| Task requirements |
Quote the listing below word for word, stopping after the line that contains "deletion request row".

| Source data |
Content starts
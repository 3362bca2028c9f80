//! Deletion request entity model and DTOs.

use serde::{Deserialize, Serialize};
use slettmeg_core::status::{RequestStatus, RequestType};
use slettmeg_core::types::{DbId, Timestamp};
use sqlx::FromRow;

use crate::models::step::DeletionStep;

/// A deletion request row from the `deletion_requests` table.
#[derive(Debug, Clone, FromRow, Serialize)]
pub struct DeletionRequest {
    pub id: DbId,
    pub user_id: DbId,
    pub platform_id: DbId,
    #[sqlx(try_from = "String")]
    pub request_type: RequestType,
    #[sqlx(try_from = "String")]
    pub status: RequestStatus,
    pub message: Option<String>,
    pub response: Option<String>,
    pub submitted_at: Option<Timestamp>,
    pub completed_at: Option<Timestamp>,
    pub created_at: Timestamp,
    pub updated_at: Timestamp,
}

/// A request joined with its platform's display fields, for list views.
#[derive(Debug, Clone, FromRow, Serialize)]
pub struct DeletionRequestWithPlatform {
    pub id: DbId,
    pub user_id: DbId,
    pub platform_id: DbId,
    #[sqlx(try_from = "String")]
    pub request_type: RequestType,
    #[sqlx(try_from = "String")]
    pub status: RequestStatus,
    pub message: Option<String>,
    pub response: Option<String>,
    pub submitted_at: Option<Timestamp>,
    pub completed_at: Option<Timestamp>,
    pub created_at: Timestamp,
    pub updated_at: Timestamp,
    pub platform_name: String,
    pub platform_slug: String,
}

/// A request with its full ordered checklist, for detail views.
#[derive(Debug, Clone, Serialize)]
pub struct DeletionRequestDetail {
    #[serde(flatten)]
    pub request: DeletionRequest,
    pub steps: Vec<DeletionStep>,
}

/// DTO for creating a deletion request.
#[derive(Debug)]
pub struct CreateDeletionRequest {
    pub user_id: DbId,
    pub platform_id: DbId,
    pub request_type: RequestType,
    pub message: Option<String>,
}

/// DTO for patching a deletion request. All fields are optional.
#[derive(Debug, Default, Deserialize)]
pub struct UpdateDeletionRequest {
    pub status: Option<RequestStatus>,
    pub message: Option<String>,
    pub response: Option<String>,
}
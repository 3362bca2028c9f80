//! Repository for the `deletion_steps` table.

use slettmeg_core::steps::StepTemplate;
use slettmeg_core::types::DbId;
use sqlx::PgPool;

use crate::models::step::DeletionStep;

/// Column list shared across queries to avoid repetition.
const COLUMNS: &str = "id, request_id, step_key, title, description, position, \
                        is_completed, completed_at, created_at, updated_at";

/// Provides operations on request checklists.
pub struct StepRepo;

impl StepRepo {
    /// Insert a generated checklist for a request, preserving order.
    pub async fn insert_templates(
        pool: &PgPool,
        request_id: DbId,
        templates: &[StepTemplate],
    ) -> Result<Vec<DeletionStep>, sqlx::Error> {
        let query = format!(
            "INSERT INTO deletion_steps (request_id, step_key, title, description, position)
             VALUES ($1, $2, $3, $4, $5)
             RETURNING {COLUMNS}"
        );
        let mut steps = Vec::with_capacity(templates.len());
        for (position, template) in templates.iter().enumerate() {
            let step = sqlx::query_as::<_, DeletionStep>(&query)
                .bind(request_id)
                .bind(&template.key)
                .bind(&template.title)
                .bind(&template.description)
                .bind(position as i32)
                .fetch_one(pool)
                .await?;
            steps.push(step);
        }
        Ok(steps)
    }

    /// List a request's checklist in guided order.
    pub async fn list_for_request(
        pool: &PgPool,
        request_id: DbId,
    ) -> Result<Vec<DeletionStep>, sqlx::Error> {
        let query = format!(
            "SELECT {COLUMNS} FROM deletion_steps
             WHERE request_id = $1
             ORDER BY position"
        );
        sqlx::query_as::<_, DeletionStep>(&query)
            .bind(request_id)
            .fetch_all(pool)
            .await
    }

    /// Mark one step completed or uncompleted, scoped to its request.
    ///
    /// Completing an already-completed step keeps the original timestamp;
    /// uncompleting clears it. Returns `None` if the step does not belong
    /// to the request.
    pub async fn set_completed(
        pool: &PgPool,
        request_id: DbId,
        step_id: DbId,
        completed: bool,
    ) -> Result<Option<DeletionStep>, sqlx::Error> {
        let query = format!(
            "UPDATE deletion_steps SET
                is_completed = $3,
                completed_at = CASE
                    WHEN $3 THEN COALESCE(completed_at, NOW())
                    ELSE NULL
                END
             WHERE id = $2 AND request_id = $1
             RETURNING {COLUMNS}"
        );
        sqlx::query_as::<_, DeletionStep>(&query)
            .bind(request_id)
            .bind(step_id)
            .bind(completed)
            .fetch_optional(pool)
            .await
    }

    /// Mark every step of a request completed.
    ///
    /// Used by the request-level complete override; steps that were
    /// already completed keep their original timestamp.
    pub async fn complete_all(pool: &PgPool, request_id: DbId) -> Result<u64, sqlx::Error> {
        let result = sqlx::query(
            "UPDATE deletion_steps SET
                is_completed = TRUE,
                completed_at = COALESCE(completed_at, NOW())
             WHERE request_id = $1 AND is_completed = FALSE",
        )
        .bind(request_id)
        .execute(pool)
        .await?;
        Ok(result.rows_affected())
    }

    /// Count (completed, total) steps for a request.
    pub async fn progress(pool: &PgPool, request_id: DbId) -> Result<(i64, i64), sqlx::Error> {
        sqlx::query_as(
            "SELECT COUNT(*) FILTER (WHERE is_completed), COUNT(*)
             FROM deletion_steps WHERE request_id = $1",
        )
        .bind(request_id)
        .fetch_one(pool)
        .await
    }
}
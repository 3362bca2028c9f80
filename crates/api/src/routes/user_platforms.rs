//! Route definitions for the `/user-platforms` resource.

use axum::routing::get;
use axum::Router;

use crate::handlers::user_platforms;
use crate::state::AppState;

/// Routes mounted at `/user-platforms` (all require auth).
///
/// ```text
/// GET    /        -> list_user_platforms
/// POST   /        -> track_platform
/// PATCH  /{id}    -> update_user_platform
/// DELETE /{id}    -> untrack_platform
/// ```
pub fn router() -> Router<AppState> {
    Router::new()
        .route(
            "/",
            get(user_platforms::list_user_platforms).post(user_platforms::track_platform),
        )
        .route(
            "/{id}",
            axum::routing::patch(user_platforms::update_user_platform)
                .delete(user_platforms::untrack_platform),
        )
}
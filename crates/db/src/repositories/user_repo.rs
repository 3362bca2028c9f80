//! Repository for the `users` table.

use slettmeg_core::types::DbId;
use sqlx::PgPool;

use crate::models::user::{CreateUser, User};

/// Column list shared across queries to avoid repetition.
const COLUMNS: &str = "id, email, name, email_verified_at, created_at, updated_at";

/// Provides CRUD operations for users.
pub struct UserRepo;

impl UserRepo {
    /// Insert a new user, returning the created row.
    pub async fn create(pool: &PgPool, input: &CreateUser) -> Result<User, sqlx::Error> {
        let query = format!(
            "INSERT INTO users (email, name)
             VALUES ($1, $2)
             RETURNING {COLUMNS}"
        );
        sqlx::query_as::<_, User>(&query)
            .bind(&input.email)
            .bind(&input.name)
            .fetch_one(pool)
            .await
    }

    /// Find an existing user by email or insert one.
    ///
    /// Used by magic-link verification, which must be idempotent under
    /// concurrent first logins for the same address.
    pub async fn find_or_create(pool: &PgPool, email: &str) -> Result<User, sqlx::Error> {
        let query = format!(
            "INSERT INTO users (email)
             VALUES ($1)
             ON CONFLICT ON CONSTRAINT uq_users_email
             DO UPDATE SET email = EXCLUDED.email
             RETURNING {COLUMNS}"
        );
        sqlx::query_as::<_, User>(&query)
            .bind(email)
            .fetch_one(pool)
            .await
    }

    /// Find a user by internal ID.
    pub async fn find_by_id(pool: &PgPool, id: DbId) -> Result<Option<User>, sqlx::Error> {
        let query = format!("SELECT {COLUMNS} FROM users WHERE id = $1");
        sqlx::query_as::<_, User>(&query)
            .bind(id)
            .fetch_optional(pool)
            .await
    }

    /// Find a user by email (case-sensitive; emails are lower-cased upstream).
    pub async fn find_by_email(pool: &PgPool, email: &str) -> Result<Option<User>, sqlx::Error> {
        let query = format!("SELECT {COLUMNS} FROM users WHERE email = $1");
        sqlx::query_as::<_, User>(&query)
            .bind(email)
            .fetch_optional(pool)
            .await
    }

    /// Stamp `email_verified_at` if it has not been set before.
    pub async fn mark_email_verified(pool: &PgPool, id: DbId) -> Result<(), sqlx::Error> {
        sqlx::query(
            "UPDATE users SET email_verified_at = NOW()
             WHERE id = $1 AND email_verified_at IS NULL",
        )
        .bind(id)
        .execute(pool)
        .await?;
        Ok(())
    }

    /// Update the display name. Returns the updated row, or `None` if the
    /// user does not exist.
    pub async fn update_name(
        pool: &PgPool,
        id: DbId,
        name: Option<&str>,
    ) -> Result<Option<User>, sqlx::Error> {
        let query = format!(
            "UPDATE users SET name = $2 WHERE id = $1
             RETURNING {COLUMNS}"
        );
        sqlx::query_as::<_, User>(&query)
            .bind(id)
            .bind(name)
            .fetch_optional(pool)
            .await
    }
}
//! Outbound email via SMTP.
//!
//! [`Mailer`] wraps the `lettre` async SMTP transport and knows the three
//! messages the service sends: magic-link logins, welcome mail, and GDPR
//! letters addressed to platform privacy contacts. Configuration is loaded
//! from environment variables; if `SMTP_HOST` is not set,
//! [`EmailConfig::from_env`] returns `None` and no mailer is constructed.

use lettre::message::header::ContentType;
use lettre::transport::smtp::authentication::Credentials;
use lettre::{AsyncSmtpTransport, AsyncTransport, Message, Tokio1Executor};

// ---------------------------------------------------------------------------
// Error
// ---------------------------------------------------------------------------

/// Error type for email delivery failures.
#[derive(Debug, thiserror::Error)]
pub enum EmailError {
    /// SMTP transport-level failure (authentication, connection, etc.).
    #[error("SMTP transport error: {0}")]
    Transport(#[from] lettre::transport::smtp::Error),

    /// The recipient or sender address could not be parsed.
    #[error("Email address parse error: {0}")]
    Address(#[from] lettre::address::AddressError),

    /// The MIME message could not be assembled.
    #[error("Email build error: {0}")]
    Build(String),
}

// ---------------------------------------------------------------------------
// EmailConfig
// ---------------------------------------------------------------------------

/// Default SMTP port (STARTTLS).
const DEFAULT_SMTP_PORT: u16 = 587;

/// Default sender address when `SMTP_FROM` is not set.
const DEFAULT_FROM_ADDRESS: &str = "noreply@slettmeg.local";

/// Configuration for the SMTP mailer.
#[derive(Debug, Clone)]
pub struct EmailConfig {
    /// SMTP server hostname.
    pub smtp_host: String,
    /// SMTP server port (defaults to 587).
    pub smtp_port: u16,
    /// RFC 5322 "From" address.
    pub from_address: String,
    /// Optional SMTP username.
    pub smtp_user: Option<String>,
    /// Optional SMTP password.
    pub smtp_password: Option<String>,
}

impl EmailConfig {
    /// Load configuration from environment variables.
    ///
    /// Returns `None` if `SMTP_HOST` is not set, signalling that email
    /// delivery is not configured and should be skipped.
    ///
    /// | Variable        | Required | Default                   |
    /// |-----------------|----------|---------------------------|
    /// | `SMTP_HOST`     | yes      | —                         |
    /// | `SMTP_PORT`     | no       | `587`                     |
    /// | `SMTP_FROM`     | no       | `noreply@slettmeg.local`  |
    /// | `SMTP_USER`     | no       | —                         |
    /// | `SMTP_PASSWORD` | no       | —                         |
    pub fn from_env() -> Option<Self> {
        let smtp_host = std::env::var("SMTP_HOST").ok()?;
        Some(Self {
            smtp_host,
            smtp_port: std::env::var("SMTP_PORT")
                .ok()
                .and_then(|p| p.parse().ok())
                .unwrap_or(DEFAULT_SMTP_PORT),
            from_address: std::env::var("SMTP_FROM")
                .unwrap_or_else(|_| DEFAULT_FROM_ADDRESS.to_string()),
            smtp_user: std::env::var("SMTP_USER").ok(),
            smtp_password: std::env::var("SMTP_PASSWORD").ok(),
        })
    }
}

// ---------------------------------------------------------------------------
// Mailer
// ---------------------------------------------------------------------------

/// Sends the service's transactional email via SMTP.
pub struct Mailer {
    config: EmailConfig,
    transport: AsyncSmtpTransport<Tokio1Executor>,
}

impl Mailer {
    /// Create a mailer from the given configuration.
    pub fn new(config: EmailConfig) -> Result<Self, EmailError> {
        let mut builder =
            AsyncSmtpTransport::<Tokio1Executor>::starttls_relay(&config.smtp_host)?
                .port(config.smtp_port);

        if let (Some(user), Some(pass)) = (&config.smtp_user, &config.smtp_password) {
            builder = builder.credentials(Credentials::new(user.clone(), pass.clone()));
        }

        Ok(Self {
            transport: builder.build(),
            config,
        })
    }

    /// Send a magic-link login email.
    pub async fn send_magic_link(&self, to: &str, verify_url: &str) -> Result<(), EmailError> {
        let body = format!(
            "Hei!\n\n\
             Klikk på lenken under for å logge inn på SlettMeg:\n\n\
             {verify_url}\n\n\
             Lenken er gyldig i 24 timer og kan bare brukes én gang.\n\
             Hvis du ikke ba om denne e-posten, kan du trygt ignorere den.\n\n\
             Vennlig hilsen\n\
             SlettMeg"
        );
        self.send_plain(to, None, "Logg inn på SlettMeg", body).await?;
        tracing::info!(to, "magic link email sent");
        Ok(())
    }

    /// Send the welcome email after first login.
    pub async fn send_welcome(&self, to: &str, name: Option<&str>) -> Result<(), EmailError> {
        let greeting = match name {
            Some(name) => format!("Velkommen til SlettMeg, {name}!"),
            None => "Velkommen til SlettMeg!".to_string(),
        };
        let body = format!(
            "{greeting}\n\n\
             Vi er glade for å ha deg her. SlettMeg hjelper deg med å ta kontroll \
             over ditt digitale fotavtrykk.\n\n\
             Du kan nå:\n\
             - Søke blant plattformene i katalogen vår\n\
             - Få AI-drevet veiledning for sletting\n\
             - Generere GDPR-forespørsler automatisk\n\
             - Spore fremgangen din\n\n\
             Hvis du har spørsmål, er vi her for å hjelpe!\n\n\
             Vennlig hilsen\n\
             SlettMeg"
        );
        self.send_plain(to, None, "Velkommen til SlettMeg!", body)
            .await?;
        tracing::info!(to, "welcome email sent");
        Ok(())
    }

    /// Send a generated GDPR letter to a platform's privacy contact,
    /// with the requesting user in CC so they have a copy.
    pub async fn send_gdpr_letter(
        &self,
        to: &str,
        cc_user: Option<&str>,
        subject: &str,
        letter: &str,
    ) -> Result<(), EmailError> {
        self.send_plain(to, cc_user, subject, letter.to_string())
            .await?;
        tracing::info!(to, subject, "gdpr letter sent");
        Ok(())
    }

    async fn send_plain(
        &self,
        to: &str,
        cc: Option<&str>,
        subject: &str,
        body: String,
    ) -> Result<(), EmailError> {
        let mut builder = Message::builder()
            .from(self.config.from_address.parse()?)
            .to(to.parse()?)
            .subject(subject)
            .header(ContentType::TEXT_PLAIN);

        if let Some(cc) = cc {
            builder = builder.cc(cc.parse()?);
        }

        let email = builder
            .body(body)
            .map_err(|e| EmailError::Build(e.to_string()))?;

        self.transport.send(email).await?;
        Ok(())
    }
}

// ---------------------------------------------------------------------------
// Tests
// ---------------------------------------------------------------------------

#[cfg(test)]
mod tests {
    use super::*;

    #[test]
    fn email_error_display_build() {
        let err = EmailError::Build("missing body".to_string());
        assert_eq!(err.to_string(), "Email build error: missing body");
    }

    #[test]
    fn email_error_display_address() {
        let addr_err: Result<lettre::Address, _> = "not-an-email".parse();
        let err = EmailError::Address(addr_err.unwrap_err());
        assert!(err.to_string().contains("Email address parse error"));
    }
}
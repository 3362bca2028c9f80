use axum::extract::State;
use axum::{routing::get, Json, Router};
use serde::Serialize;

use crate::state::AppState;

/// Health check response payload.
#[derive(Serialize)]
pub struct HealthResponse {
    /// Overall service status.
    pub status: &'static str,
    /// Crate version from Cargo.toml.
    pub version: &'static str,
    /// Whether the database is reachable.
    pub db_healthy: bool,
}

/// GET /health -- returns service and database health.
async fn health_check(State(state): State<AppState>) -> Json<HealthResponse> {
    let db_healthy = slettmeg_db::health_check(&state.pool).await.is_ok();

    let status = if db_healthy { "ok" } else { "degraded" };

    Json(HealthResponse {
        status,
        version: env!("CARGO_PKG_VERSION"),
        db_healthy,
    })
}

/// Mount health check routes (intended for root-level, NOT under `/api/v1`).
pub fn router() -> Router<AppState> {
    Router::new().route("/health", get(health_check))
}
Content ends
| Task output |
repository 3362bca2028c9f80
//! Deletion request entity model and DTOs.

use serde::{Deserialize, Serialize};
use slettmeg_core::status::{RequestStatus, RequestType};
use slettmeg_core::types::{DbId, Timestamp};
use sqlx::FromRow;

use crate::models::step::DeletionStep;

/// A deletion request row from the `deletion_requests` table.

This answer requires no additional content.